**WHAT IS NEEDED**.
Where a line of the data below has the string "used", copy that line.

*** RECORDS SHOWN Section Begins ***

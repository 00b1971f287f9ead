//! Duty-status categories and the free-text status classifier.

use serde::{Deserialize, Serialize};
use std::fmt;
use std::str::FromStr;

/// The four rows of a daily log grid.
#[derive(Debug, Clone, Copy, PartialEq, Eq, Hash, PartialOrd, Ord)]
pub enum DutyCategory {
    OffDuty,
    Sleeper,
    Driving,
    OnDuty,
}

impl DutyCategory {
    /// All categories in grid row order.
    pub const ALL: [Self; 4] = [Self::OffDuty, Self::Sleeper, Self::Driving, Self::OnDuty];

    /// Canonical key used in JSON documents.
    #[must_use]
    pub const fn as_str(&self) -> &'static str {
        match self {
            Self::OffDuty => "off_duty",
            Self::Sleeper => "sleeper",
            Self::Driving => "driving",
            Self::OnDuty => "on_duty",
        }
    }

    /// Human-readable status name, used when an event has no `status_display`.
    #[must_use]
    pub const fn display_name(&self) -> &'static str {
        match self {
            Self::OffDuty => "Off Duty",
            Self::Sleeper => "Sleeper Berth",
            Self::Driving => "Driving",
            Self::OnDuty => "On Duty (not driving)",
        }
    }

    /// Numbered label printed at the start of the grid row.
    #[must_use]
    pub const fn row_label(&self) -> &'static str {
        match self {
            Self::OffDuty => "1. Off Duty",
            Self::Sleeper => "2. Sleeper",
            Self::Driving => "3. Driving",
            Self::OnDuty => "4. On Duty",
        }
    }

    /// Position of this category's row in the grid.
    #[must_use]
    pub const fn row(&self) -> usize {
        match self {
            Self::OffDuty => 0,
            Self::Sleeper => 1,
            Self::Driving => 2,
            Self::OnDuty => 3,
        }
    }
}

impl fmt::Display for DutyCategory {
    fn fmt(&self, f: &mut fmt::Formatter<'_>) -> fmt::Result {
        write!(f, "{}", self.as_str())
    }
}

impl FromStr for DutyCategory {
    type Err = UnknownCategory;

    /// Parses a canonical key. Free-text labels go through [`classify`] instead.
    fn from_str(s: &str) -> Result<Self, Self::Err> {
        match s {
            "off_duty" => Ok(Self::OffDuty),
            "sleeper" => Ok(Self::Sleeper),
            "driving" => Ok(Self::Driving),
            "on_duty" => Ok(Self::OnDuty),
            _ => Err(UnknownCategory(s.to_string())),
        }
    }
}

impl Serialize for DutyCategory {
    fn serialize<S>(&self, serializer: S) -> Result<S::Ok, S::Error>
    where
        S: serde::Serializer,
    {
        serializer.serialize_str(self.as_str())
    }
}

impl<'de> Deserialize<'de> for DutyCategory {
    fn deserialize<D>(deserializer: D) -> Result<Self, D::Error>
    where
        D: serde::Deserializer<'de>,
    {
        let s = String::deserialize(deserializer)?;
        s.parse().map_err(serde::de::Error::custom)
    }
}

/// Error type for strings that are not a canonical category key.
#[derive(Debug, Clone, PartialEq, Eq, thiserror::Error)]
#[error("unknown duty category: {0}")]
pub struct UnknownCategory(String);

/// A single classification rule: any keyword match selects the category.
#[derive(Debug, Clone, Copy)]
pub struct Rule {
    pub keywords: &'static [&'static str],
    pub category: DutyCategory,
}

impl Rule {
    fn matches(&self, lowered: &str) -> bool {
        self.keywords.iter().any(|k| lowered.contains(k))
    }
}

/// Rules evaluated top to bottom; the first match wins.
///
/// Labels can satisfy several rules ("on break while driving"), so the order
/// is part of the contract. Anything unmatched falls through to
/// [`DutyCategory::OnDuty`].
pub const RULES: [Rule; 3] = [
    Rule {
        keywords: &["off", "break", "rest"],
        category: DutyCategory::OffDuty,
    },
    Rule {
        keywords: &["sleep"],
        category: DutyCategory::Sleeper,
    },
    Rule {
        keywords: &["driv"],
        category: DutyCategory::Driving,
    },
];

/// Maps a free-text duty-status label to its grid row.
///
/// Never fails: unrecognized labels are on duty.
pub fn classify(status: &str) -> DutyCategory {
    let lowered = status.to_lowercase();
    RULES
        .iter()
        .find(|rule| rule.matches(&lowered))
        .map_or(DutyCategory::OnDuty, |rule| rule.category)
}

*** RECORDS SHOWN Section Ends ***

**WRITTEN SOLUTION**.
    /// Canonical key used in JSON documents.
    /// Human-readable status name, used when an event has no `status_display`.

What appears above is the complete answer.